Here's the column chromatography procedure in a little more detail:
We begin by introducing a small (1-2 cm) layer of washed sea sand, followed by 10-15 cm of
silica gel (70-200 mesh) -- see the figure below. We then select a relatively nonpolar mobile
phase to pack the column (90% hexane/10% EtOAc should work well). The solvent is carefully
introduced into the column and then is forced through with the help of an air or compressed gas
line. Additional solvent is introduced so that the column does not dry out. Once the column is
saturated (we determine by visual inspection), the solvent level is lowered to just even with the
top of the silica gel. At this point, we prepare a concentrated solution of our crude material. This
solution is CAREFULLY pipetted onto the top of the column being careful to not disrupt the
surface. The solvent level is returned to even with the top of the solid material and capped with a
3 cm layer of washed sea sand. Our mobile phase of choice is then reintroduced and fractions are
collected (usually in medium size test tubes). Be careful to never let the column dry out and to
drain solvent to the top of the column when changing to a different mobile phase. Fractions
are TLC'd and combined as appropriate for concentration.
Step-by-step summary of the procedure:
(1) clean the column and dry before packing.
(2) mount the column using the clamps (provided)

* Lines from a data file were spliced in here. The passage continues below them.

use std::net::{Ipv4Addr, Ipv6Addr};
use serde::{Serialize, Deserialize};
use crate::protocol::{DEFAULT_TTL, LOCAL_DOMAIN};

/// The single question carried by an incoming query.
#[derive(Debug, Clone, PartialEq, Eq, Serialize)]
pub struct DnsQuestion {
    /// Decoded dotted name, without a trailing dot ("." for the root)
    pub name: String,
    pub qtype: u16,
    pub qclass: u16,
}

/// Identity of the answering node.
#[derive(Debug, Clone, PartialEq, Eq)]
pub struct HostRecord {
    /// Always ends with `.local`, never with a dot
    hostname: String,
    pub ipv4: Option<Ipv4Addr>,
    pub ipv6: Option<Ipv6Addr>,
    pub ttl: u32,
}

impl HostRecord {
    /// Build a host record, normalizing `hostname` to its `.local` form.
    pub fn new(hostname: &str, ipv4: Option<Ipv4Addr>, ipv6: Option<Ipv6Addr>, ttl: u32) -> Self {
        Self {
            hostname: normalize_local_name(hostname),
            ipv4,
            ipv6,
            ttl,
        }
    }

    pub fn hostname(&self) -> &str {
        &self.hostname
    }

    /// Returns this record if `name` (trailing dot ignored) is our hostname.
    pub fn lookup(&self, name: &str) -> Option<&HostRecord> {
        let name = strip_trailing_dot(name);
        if name.eq_ignore_ascii_case(&self.hostname) {
            Some(self)
        } else {
            None
        }
    }
}

/// One advertised service instance.
///
/// Deserializes straight from a `[[service]]` table of the daemon config.
/// Missing keys come through empty or zero and are rejected by the registry.
#[derive(Debug, Clone, PartialEq, Eq, Serialize, Deserialize)]
pub struct ServiceRecord {
    /// Display name, e.g. "My Printer"
    #[serde(default)]
    pub instance: String,

    /// Service type, e.g. "_http._tcp"
    #[serde(default, rename = "type")]
    pub service_type: String,

    #[serde(default = "default_domain")]
    pub domain: String,

    #[serde(default)]
    pub priority: u16,

    #[serde(default)]
    pub weight: u16,

    #[serde(default)]
    pub port: u16,

    /// Host the SRV record points at, e.g. "nas.local"
    #[serde(default, rename = "target")]
    pub target_host: String,

    /// `key=value` strings, written verbatim as TXT character-strings
    #[serde(default)]
    pub txt: Vec<String>,

    /// TTL in seconds, 0 means the default
    #[serde(default = "default_ttl")]
    pub ttl: u32,
}

impl ServiceRecord {
    /// Registry identity and owner name of the SRV/TXT answers: `instance.service_type.domain`.
    pub fn key(&self) -> String {
        format!("{}.{}.{}", self.instance, self.service_type, self.domain)
    }

    pub fn effective_ttl(&self) -> u32 {
        if self.ttl == 0 {
            DEFAULT_TTL
        } else {
            self.ttl
        }
    }
}

fn default_domain() -> String {
    LOCAL_DOMAIN.to_string()
}

fn default_ttl() -> u32 {
    DEFAULT_TTL
}

pub(crate) fn strip_trailing_dot(name: &str) -> &str {
    name.strip_suffix('.').unwrap_or(name)
}

fn normalize_local_name(name: &str) -> String {
    let name = strip_trailing_dot(name);
    let suffix = ".local";
    let has_suffix = name.len() >= suffix.len()
        && name.is_char_boundary(name.len() - suffix.len())
        && name[name.len() - suffix.len()..].eq_ignore_ascii_case(suffix);

    if has_suffix {
        name.to_string()
    } else {
        format!("{}{}", name, suffix)
    }
}
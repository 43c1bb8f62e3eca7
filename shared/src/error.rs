use thiserror::Error;

/// Failures while reading or writing DNS wire data.
///
/// Everything here is non-fatal: a packet that fails to parse is dropped and
/// a response that fails to build is not sent.
#[derive(Debug, Clone, PartialEq, Eq, Error)]
pub enum WireError {
    #[error("packet too short: expected at least {expected} bytes, got {actual}")]
    PacketTooShort { expected: usize, actual: usize },

    #[error("reserved label type 0x{byte:02x} at offset {offset}")]
    BadLabelType { offset: usize, byte: u8 },

    #[error("label at offset {offset} runs past the end of the packet")]
    LabelOverrun { offset: usize },

    #[error("compression pointer at offset {offset} targets {target}, outside the packet")]
    PointerOutOfRange { offset: usize, target: usize },

    #[error("compression pointer loop detected at offset {offset}")]
    PointerLoop { offset: usize },

    #[error("domain name exceeds {max} bytes")]
    NameTooLong { max: usize },

    #[error("invalid UTF-8 in label at offset {offset}")]
    InvalidUtf8 { offset: usize },

    #[error("invalid label {label:?}: length must be 1..=63")]
    InvalidLabel { label: String },

    #[error("TXT string of {len} bytes exceeds 255")]
    TxtTooLong { len: usize },

    #[error("record data at offset {offset} overruns its length field")]
    RdataOverrun { offset: usize },

    #[error("output buffer full")]
    BufferFull,
}
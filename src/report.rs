use std::fmt;

use chrono::{DateTime, Utc};

use crate::errors::{DocumentError, ExtractError, GenerationError, RewriteError};

/// Terminal state of one document transaction.
#[derive(Debug)]
pub enum Outcome {
    Saved,
    Skipped(SkipReason),
    Failed(FailReason),
}

/// Deliberate no-ops. These never affect the exit status.
#[derive(Debug, Clone, Copy, PartialEq, Eq)]
pub enum SkipReason {
    EmptyTrace,
    NoReasoningCell,
    DryRun,
}

#[derive(Debug)]
pub enum FailReason {
    Document(DocumentError),
    Extraction(ExtractError),
    Generation(GenerationError),
    Rewrite(RewriteError),
}

impl fmt::Display for SkipReason {
    fn fmt(&self, f: &mut fmt::Formatter<'_>) -> fmt::Result {
        match self {
            SkipReason::EmptyTrace => write!(f, "no tool actions"),
            SkipReason::NoReasoningCell => write!(f, "no reasoning cell"),
            SkipReason::DryRun => write!(f, "dry run"),
        }
    }
}

impl fmt::Display for FailReason {
    fn fmt(&self, f: &mut fmt::Formatter<'_>) -> fmt::Result {
        match self {
            FailReason::Document(e) => write!(f, "{}", e),
            FailReason::Extraction(e) => write!(f, "{}", e),
            FailReason::Generation(e) => write!(f, "{}", e),
            FailReason::Rewrite(e) => write!(f, "{}", e),
        }
    }
}

impl fmt::Display for Outcome {
    fn fmt(&self, f: &mut fmt::Formatter<'_>) -> fmt::Result {
        match self {
            Outcome::Saved => write!(f, "rewritten"),
            Outcome::Skipped(reason) => write!(f, "skipped ({})", reason),
            Outcome::Failed(reason) => write!(f, "failed ({})", reason),
        }
    }
}

/// Aggregate counts over one run, for the operator summary line.
pub struct RunSummary {
    pub rewritten: usize,
    pub skipped: usize,
    pub failed: usize,
    started_at: DateTime<Utc>,
}

impl RunSummary {
    pub fn new() -> Self {
        Self {
            rewritten: 0,
            skipped: 0,
            failed: 0,
            started_at: Utc::now(),
        }
    }

    pub fn record(&mut self, outcome: &Outcome) {
        match outcome {
            Outcome::Saved => self.rewritten += 1,
            Outcome::Skipped(_) => self.skipped += 1,
            Outcome::Failed(_) => self.failed += 1,
        }
    }

    pub fn any_failed(&self) -> bool {
        self.failed > 0
    }
}

impl Default for RunSummary {
    fn default() -> Self {
        Self::new()
    }
}

impl fmt::Display for RunSummary {
    fn fmt(&self, f: &mut fmt::Formatter<'_>) -> fmt::Result {
        let elapsed = (Utc::now() - self.started_at).num_seconds();
        write!(
            f,
            "{} rewritten, {} skipped, {} failed in {}s",
            self.rewritten, self.skipped, self.failed, elapsed
        )
    }
}
use thiserror::Error;

/// Failures while loading, mutating, or persisting a notebook.
#[derive(Debug, Error)]
pub enum DocumentError {
    #[error("malformed notebook: {0}")]
    Malformed(String),

    #[error("I/O error: {0}")]
    Io(#[from] std::io::Error),

    #[error("cell index {0} out of range")]
    CellOutOfRange(usize),

    #[error("cell {0} is not a reasoning cell")]
    NotReasoningCell(usize),
}

/// Failures while deriving an action trace from a notebook.
#[derive(Debug, Error, Clone, Copy, PartialEq, Eq)]
pub enum ExtractError {
    #[error("no instruction cell precedes the action sequence")]
    NoInstruction,

    #[error("no tool actions between instruction and reasoning")]
    EmptyTrace,

    #[error("no reasoning cell follows the action sequence")]
    NoReasoningCell,
}

/// Failures from the outbound text-generation call. One variant per
/// failure class so the driver can report what actually went wrong.
#[derive(Debug, Error)]
pub enum GenerationError {
    #[error("authentication rejected by the generation service")]
    Auth,

    #[error("generation service rate limit hit")]
    RateLimited,

    #[error("generation request timed out")]
    Timeout,

    #[error("network error: {0}")]
    Network(String),

    #[error("malformed response from generation service: {0}")]
    MalformedResponse(String),

    #[error("generation service returned an empty completion")]
    EmptyResponse,
}

/// Failures while splicing generated text back into a notebook.
#[derive(Debug, Error)]
pub enum RewriteError {
    #[error("generated text failed the sanity check: {0}")]
    Declined(&'static str),

    #[error(transparent)]
    Document(#[from] DocumentError),
}
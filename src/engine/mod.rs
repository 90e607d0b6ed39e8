pub mod prompt;
pub mod rewrite;
pub mod trace;

use std::path::Path;

use tracing::{debug, info, warn};

use crate::errors::ExtractError;
use crate::llm::LlmClient;
use crate::notebook::Notebook;
use crate::report::{FailReason, Outcome, SkipReason};

/// Runs one all-or-nothing transaction per notebook: load, extract the
/// action trace, build the prompt, call the generation service, splice
/// the result in, save. A failure at any stage aborts the transaction
/// and leaves the on-disk file untouched.
pub struct RewriteEngine {
    llm: LlmClient,
    truncate_at: usize,
    dry_run: bool,
}

impl RewriteEngine {
    pub fn new(llm: LlmClient, truncate_at: usize, dry_run: bool) -> Self {
        Self {
            llm,
            truncate_at,
            dry_run,
        }
    }

    pub async fn process(&self, path: &Path) -> Outcome {
        let nb = match Notebook::load(path) {
            Ok(nb) => nb,
            Err(e) => {
                warn!(doc = %path.display(), error = %e, "load failed");
                return Outcome::Failed(FailReason::Document(e));
            }
        };

        let trace = match trace::extract(&nb) {
            Ok(t) => t,
            Err(ExtractError::EmptyTrace) => {
                debug!(doc = %path.display(), "no tool actions; leaving untouched");
                return Outcome::Skipped(SkipReason::EmptyTrace);
            }
            Err(ExtractError::NoReasoningCell) => {
                debug!(doc = %path.display(), "no reasoning cell; leaving untouched");
                return Outcome::Skipped(SkipReason::NoReasoningCell);
            }
            Err(e @ ExtractError::NoInstruction) => {
                warn!(doc = %path.display(), error = %e, "extraction failed");
                return Outcome::Failed(FailReason::Extraction(e));
            }
        };
        info!(
            doc = %path.display(),
            steps = trace.steps.len(),
            target = trace.target,
            "trace extracted"
        );

        let user_prompt = prompt::build_prompt(&trace, self.truncate_at);
        debug!(prompt_len = user_prompt.len(), "prompt built");
        if self.dry_run {
            return Outcome::Skipped(SkipReason::DryRun);
        }

        let text = match self.llm.generate(prompt::SYSTEM_PROMPT, &user_prompt).await {
            Ok(t) => t,
            Err(e) => {
                warn!(doc = %path.display(), error = %e, "generation failed");
                return Outcome::Failed(FailReason::Generation(e));
            }
        };

        let rewritten = match rewrite::rewrite(&nb, &[trace.target], &text) {
            Ok(n) => n,
            Err(e) => {
                warn!(doc = %path.display(), error = %e, "rewrite declined");
                return Outcome::Failed(FailReason::Rewrite(e));
            }
        };

        if let Err(e) = rewritten.save(path) {
            warn!(doc = %path.display(), error = %e, "save failed");
            return Outcome::Failed(FailReason::Document(e));
        }

        info!(doc = %path.display(), "notebook rewritten");
        Outcome::Saved
    }
}
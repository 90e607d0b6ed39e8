use std::time::Duration;

/// Everything the explanation generator needs for one run: endpoint,
/// model, credentials, sampling controls, and the result-truncation
/// threshold used when rendering prompts. Assembled once at startup and
/// passed in explicitly; nothing reads the environment after that.
#[derive(Clone)]
pub struct GenConfig {
    pub base_url: String,
    pub model: String,
    pub api_key: Option<String>,
    pub max_tokens: u32,
    pub temperature: f32,
    pub timeout: Duration,
    /// Tool results longer than this are trimmed in the prompt.
    pub truncate_at: usize,
}

impl Default for GenConfig {
    fn default() -> Self {
        Self {
            base_url: "https://dashscope.aliyuncs.com/compatible-mode/v1".to_string(),
            model: "qwen3-30b-a3b-instruct-2507".to_string(),
            api_key: None,
            max_tokens: 2048,
            temperature: 0.3,
            timeout: Duration::from_secs(120),
            truncate_at: 2000,
        }
    }
}

impl GenConfig {
    pub fn from_env() -> Self {
        let mut cfg = Self::default();
        if let Ok(v) = dotenv::var("LLM_BASE_URL") {
            if !v.is_empty() {
                cfg.base_url = v;
            }
        }
        if let Ok(v) = dotenv::var("LLM_MODEL") {
            if !v.is_empty() {
                cfg.model = v;
            }
        }
        cfg.api_key = dotenv::var("LLM_API_KEY")
            .ok()
            .filter(|k| !k.is_empty())
            .map(normalize_api_key);
        cfg
    }
}

impl std::fmt::Debug for GenConfig {
    fn fmt(&self, f: &mut std::fmt::Formatter<'_>) -> std::fmt::Result {
        f.debug_struct("GenConfig")
            .field("base_url", &self.base_url)
            .field("model", &self.model)
            .field("api_key", &self.api_key.as_ref().map(|_| "<redacted>"))
            .field("max_tokens", &self.max_tokens)
            .field("temperature", &self.temperature)
            .field("timeout", &self.timeout)
            .field("truncate_at", &self.truncate_at)
            .finish()
    }
}

/// The upstream service expects keys with an `sk-` prefix; bare keys get
/// one prepended.
fn normalize_api_key(key: String) -> String {
    if key.starts_with("sk-") {
        key
    } else {
        format!("sk-{key}")
    }
}
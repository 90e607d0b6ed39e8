//! End-to-end transaction tests against a mock chat-completions server.

use nb_rationale::config::GenConfig;
use nb_rationale::engine::RewriteEngine;
use nb_rationale::errors::GenerationError;
use nb_rationale::llm::LlmClient;
use nb_rationale::notebook::{CellKind, Notebook};
use nb_rationale::report::{FailReason, Outcome, SkipReason};
use wiremock::matchers::{method, path};
use wiremock::{Mock, MockServer, ResponseTemplate};

fn flight_notebook() -> String {
    serde_json::to_string_pretty(&serde_json::json!({
        "cells": [
            {
                "cell_type": "markdown",
                "metadata": {},
                "source": ["**[user]**\n\nbook a flight"]
            },
            {
                "cell_type": "markdown",
                "metadata": {},
                "source": ["**[tool_call]**\n\n```json\n{\"tool_name\": \"search_flights\", \"arguments\": {\"from\": \"SFO\", \"to\": \"JFK\"}}\n```"]
            },
            {
                "cell_type": "markdown",
                "metadata": {},
                "source": ["**[tool_output]**\n\n[{\"flight\": \"UA123\"}]"]
            },
            {
                "cell_type": "markdown",
                "metadata": {},
                "source": ["**[assistant]**\n\nold text"]
            }
        ],
        "metadata": {"language_info": {"name": "python"}},
        "nbformat": 4,
        "nbformat_minor": 4
    }))
    .unwrap()
}

fn instruction_only_notebook() -> String {
    serde_json::to_string_pretty(&serde_json::json!({
        "cells": [
            {"cell_type": "markdown", "metadata": {}, "source": ["**[user]**\n\nx"]},
            {"cell_type": "markdown", "metadata": {}, "source": ["**[assistant]**\n\ny"]}
        ]
    }))
    .unwrap()
}

fn engine_for(server_uri: &str, dry_run: bool) -> RewriteEngine {
    let config = GenConfig {
        base_url: server_uri.to_string(),
        api_key: Some("sk-test".to_string()),
        ..GenConfig::default()
    };
    let truncate_at = config.truncate_at;
    RewriteEngine::new(LlmClient::new(config).unwrap(), truncate_at, dry_run)
}

fn completion(content: &str) -> ResponseTemplate {
    ResponseTemplate::new(200).set_body_json(serde_json::json!({
        "choices": [{"message": {"role": "assistant", "content": content}}]
    }))
}

#[tokio::test]
async fn successful_transaction_rewrites_only_the_reasoning_cell() {
    let server = MockServer::start().await;
    Mock::given(method("POST"))
        .and(path("/v1/chat/completions"))
        .respond_with(completion(
            "I need to find flights from SFO to JFK, so I will call search_flights first.",
        ))
        .expect(1)
        .mount(&server)
        .await;

    let dir = tempfile::tempdir().unwrap();
    let file = dir.path().join("task.ipynb");
    std::fs::write(&file, flight_notebook()).unwrap();
    let before = Notebook::parse(&flight_notebook()).unwrap();

    let outcome = engine_for(&server.uri(), false).process(&file).await;
    assert!(matches!(outcome, Outcome::Saved), "got {outcome:?}");

    let after = Notebook::load(&file).unwrap();
    for i in 0..3 {
        assert_eq!(before.cells[i], after.cells[i]);
    }
    assert_eq!(after.cells[3].kind, CellKind::Reasoning);
    let new_text = after.cells[3].body();
    assert!(!new_text.is_empty());
    assert_ne!(new_text, "old text");
    assert!(new_text.contains("search_flights"));
}

#[tokio::test]
async fn auth_failure_leaves_the_file_untouched() {
    let server = MockServer::start().await;
    Mock::given(method("POST"))
        .and(path("/v1/chat/completions"))
        .respond_with(ResponseTemplate::new(401))
        .mount(&server)
        .await;

    let dir = tempfile::tempdir().unwrap();
    let file = dir.path().join("task.ipynb");
    std::fs::write(&file, flight_notebook()).unwrap();

    let outcome = engine_for(&server.uri(), false).process(&file).await;
    assert!(
        matches!(
            outcome,
            Outcome::Failed(FailReason::Generation(GenerationError::Auth))
        ),
        "got {outcome:?}"
    );
    assert_eq!(std::fs::read_to_string(&file).unwrap(), flight_notebook());
}

#[tokio::test]
async fn rate_limit_is_reported_as_such() {
    let server = MockServer::start().await;
    Mock::given(method("POST"))
        .and(path("/v1/chat/completions"))
        .respond_with(ResponseTemplate::new(429))
        .mount(&server)
        .await;

    let dir = tempfile::tempdir().unwrap();
    let file = dir.path().join("task.ipynb");
    std::fs::write(&file, flight_notebook()).unwrap();

    let outcome = engine_for(&server.uri(), false).process(&file).await;
    assert!(matches!(
        outcome,
        Outcome::Failed(FailReason::Generation(GenerationError::RateLimited))
    ));
    assert_eq!(std::fs::read_to_string(&file).unwrap(), flight_notebook());
}

#[tokio::test]
async fn empty_trace_is_skipped_without_a_request() {
    let server = MockServer::start().await;
    Mock::given(method("POST"))
        .and(path("/v1/chat/completions"))
        .respond_with(completion("unused"))
        .expect(0)
        .mount(&server)
        .await;

    let dir = tempfile::tempdir().unwrap();
    let file = dir.path().join("task.ipynb");
    std::fs::write(&file, instruction_only_notebook()).unwrap();

    let outcome = engine_for(&server.uri(), false).process(&file).await;
    assert!(matches!(
        outcome,
        Outcome::Skipped(SkipReason::EmptyTrace)
    ));
    assert_eq!(
        std::fs::read_to_string(&file).unwrap(),
        instruction_only_notebook()
    );
}

#[tokio::test]
async fn empty_completion_fails_and_preserves_the_file() {
    let server = MockServer::start().await;
    Mock::given(method("POST"))
        .and(path("/v1/chat/completions"))
        .respond_with(completion("   "))
        .mount(&server)
        .await;

    let dir = tempfile::tempdir().unwrap();
    let file = dir.path().join("task.ipynb");
    std::fs::write(&file, flight_notebook()).unwrap();

    let outcome = engine_for(&server.uri(), false).process(&file).await;
    assert!(matches!(
        outcome,
        Outcome::Failed(FailReason::Generation(GenerationError::EmptyResponse))
    ));
    assert_eq!(std::fs::read_to_string(&file).unwrap(), flight_notebook());
}

#[tokio::test]
async fn malformed_service_response_fails_the_document() {
    let server = MockServer::start().await;
    Mock::given(method("POST"))
        .and(path("/v1/chat/completions"))
        .respond_with(ResponseTemplate::new(200).set_body_string("not json"))
        .mount(&server)
        .await;

    let dir = tempfile::tempdir().unwrap();
    let file = dir.path().join("task.ipynb");
    std::fs::write(&file, flight_notebook()).unwrap();

    let outcome = engine_for(&server.uri(), false).process(&file).await;
    assert!(matches!(
        outcome,
        Outcome::Failed(FailReason::Generation(
            GenerationError::MalformedResponse(_)
        ))
    ));
    assert_eq!(std::fs::read_to_string(&file).unwrap(), flight_notebook());
}

#[tokio::test]
async fn malformed_notebook_fails_without_a_request() {
    let server = MockServer::start().await;
    Mock::given(method("POST"))
        .and(path("/v1/chat/completions"))
        .respond_with(completion("unused"))
        .expect(0)
        .mount(&server)
        .await;

    let dir = tempfile::tempdir().unwrap();
    let file = dir.path().join("task.ipynb");
    std::fs::write(&file, "{\"cells\": 42}").unwrap();

    let outcome = engine_for(&server.uri(), false).process(&file).await;
    assert!(matches!(
        outcome,
        Outcome::Failed(FailReason::Document(_))
    ));
    assert_eq!(std::fs::read_to_string(&file).unwrap(), "{\"cells\": 42}");
}

#[tokio::test]
async fn slow_service_times_out_and_preserves_the_file() {
    let server = MockServer::start().await;
    Mock::given(method("POST"))
        .and(path("/v1/chat/completions"))
        .respond_with(completion("too late").set_delay(std::time::Duration::from_secs(5)))
        .mount(&server)
        .await;

    let dir = tempfile::tempdir().unwrap();
    let file = dir.path().join("task.ipynb");
    std::fs::write(&file, flight_notebook()).unwrap();

    let config = GenConfig {
        base_url: server.uri(),
        api_key: Some("sk-test".to_string()),
        timeout: std::time::Duration::from_millis(200),
        ..GenConfig::default()
    };
    let truncate_at = config.truncate_at;
    let engine = RewriteEngine::new(LlmClient::new(config).unwrap(), truncate_at, false);

    let outcome = engine.process(&file).await;
    assert!(matches!(
        outcome,
        Outcome::Failed(FailReason::Generation(GenerationError::Timeout))
    ));
    assert_eq!(std::fs::read_to_string(&file).unwrap(), flight_notebook());
}

#[tokio::test]
async fn dry_run_builds_the_prompt_but_never_calls_or_writes() {
    let server = MockServer::start().await;
    Mock::given(method("POST"))
        .and(path("/v1/chat/completions"))
        .respond_with(completion("unused"))
        .expect(0)
        .mount(&server)
        .await;

    let dir = tempfile::tempdir().unwrap();
    let file = dir.path().join("task.ipynb");
    std::fs::write(&file, flight_notebook()).unwrap();

    let outcome = engine_for(&server.uri(), true).process(&file).await;
    assert!(matches!(outcome, Outcome::Skipped(SkipReason::DryRun)));
    assert_eq!(std::fs::read_to_string(&file).unwrap(), flight_notebook());
}
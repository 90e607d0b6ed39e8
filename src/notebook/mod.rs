pub mod types;

use std::path::Path;

use serde::{Deserialize, Serialize};
use serde_json::{Map, Value};
use tracing::debug;

use crate::errors::DocumentError;
pub use types::{Cell, CellKind};

/// An ordered sequence of cells plus whatever top-level fields the file
/// carried. Mutable only through [`Notebook::replace_reasoning`]; every
/// other field survives a round trip untouched.
#[derive(Debug, Clone, PartialEq, Serialize, Deserialize)]
pub struct Notebook {
    pub cells: Vec<Cell>,
    #[serde(default, skip_serializing_if = "Option::is_none")]
    pub metadata: Option<Value>,
    #[serde(default, skip_serializing_if = "Option::is_none")]
    pub nbformat: Option<u32>,
    #[serde(default, skip_serializing_if = "Option::is_none")]
    pub nbformat_minor: Option<u32>,
    #[serde(flatten)]
    pub extra: Map<String, Value>,
}

impl Notebook {
    /// Parse raw notebook JSON. Cell kinds are decided here, once.
    pub fn parse(raw: &str) -> Result<Notebook, DocumentError> {
        let mut nb: Notebook =
            serde_json::from_str(raw).map_err(|e| DocumentError::Malformed(e.to_string()))?;
        for cell in &mut nb.cells {
            cell.kind = CellKind::classify(&cell.text());
        }
        Ok(nb)
    }

    /// Render back to the on-disk form: 2-space-indented JSON, exactly as
    /// the tooling that produces these notebooks writes them.
    pub fn serialize(&self) -> Result<String, DocumentError> {
        serde_json::to_string_pretty(self).map_err(|e| DocumentError::Malformed(e.to_string()))
    }

    pub fn load(path: &Path) -> Result<Notebook, DocumentError> {
        let raw = std::fs::read_to_string(path)?;
        Self::parse(&raw)
    }

    /// Persist with replace-on-success semantics: write a sibling temp
    /// file, then rename over the original. A failure at any point leaves
    /// the original bytes in place.
    pub fn save(&self, path: &Path) -> Result<(), DocumentError> {
        let raw = self.serialize()?;
        let tmp = path.with_extension("ipynb.tmp");
        std::fs::write(&tmp, &raw)?;
        std::fs::rename(&tmp, path)?;
        debug!(doc = %path.display(), bytes = raw.len(), "notebook saved");
        Ok(())
    }

    /// Replace the text of one reasoning cell, returning a new notebook.
    /// The receiver is never modified; kind, metadata, and position of the
    /// cell are preserved.
    pub fn replace_reasoning(
        &self,
        cell_index: usize,
        new_text: &str,
    ) -> Result<Notebook, DocumentError> {
        let cell = self
            .cells
            .get(cell_index)
            .ok_or(DocumentError::CellOutOfRange(cell_index))?;
        if cell.kind != CellKind::Reasoning {
            return Err(DocumentError::NotReasoningCell(cell_index));
        }
        let mut next = self.clone();
        next.cells[cell_index].source =
            vec![format!("{}\n\n{}", types::MARKER_ASSISTANT, new_text)];
        Ok(next)
    }
}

(3) fill the bottom of the column with approximately 1/2 inch of sea sand
(4) fill the next 10 inches of the column with 60 x 200 micron silica gel
(5) introduce the initial mobile phase (9:1 hexane:EtOAc) and pack with nitrogen gas
(6) once you've generated a homogeneous mixture, introduce your sample by dissolving in the
minimum amount of dichloromethane
(7) drain off solvent until the liquid level matches the top of the solid silica gel column
(8) cap your column with 1/2 inch of sea sand
(9) fill the column with the initial mobile phase
From here you will run solvent through until the level of yellow bands is approximately 1 inch
above the frit. At this point, begin collecting fractions in 15 x 125 mm test tubes. Periodically,
check your fractions by TLC using 3:1 hexane:EtOAc as the mobile phase in the chamber. If it
does not appear that your sample has come off the column by fraction #10, consult with your
instructor to see if you might switch mobile phases (to something more polar). Once you've run
all of your desired sample off of the column, TLC fractions to determine which ones can be
combined. Combine like fractions in a large RBF and remove the solvent on the rotary
evaporator, followed by further drying under a stream of N2 gas or exposure to high vacuum to a
constant mass. Be sure to preweigh this flask! Be sure to record the mass of product recovered.
***Additional information on TLC and column chromatography can be found in Lehman
Operation #21 (pages 120-132) and Operation #22 (pages 133-140).
The DRY acetal-protected product isolated from column chromatography is saved for
confirmation of the structure by 1H- and 13C NMR, IR, and mp analyses (subsequent weeks).
Steps 4 and 5 (will not be completed)
The acetal protecting group is then removed (deprotection) under acidic conditions (step 4) and
then immediately reacted via Knoevenagel condensation (step 5) to generate the desired
nitrocinnamic acid target molecule. The chemistry for this series of steps has been derived in
large part from J. Chem. Soc. Perkin I, 1978, 440-446. Once complete, the nitrocinnamic acid
can be incorporated as a reagent in the construction of a much larger molecule that is adorned
with amino acids units creating a potential drug-like molecule or useful biological probe.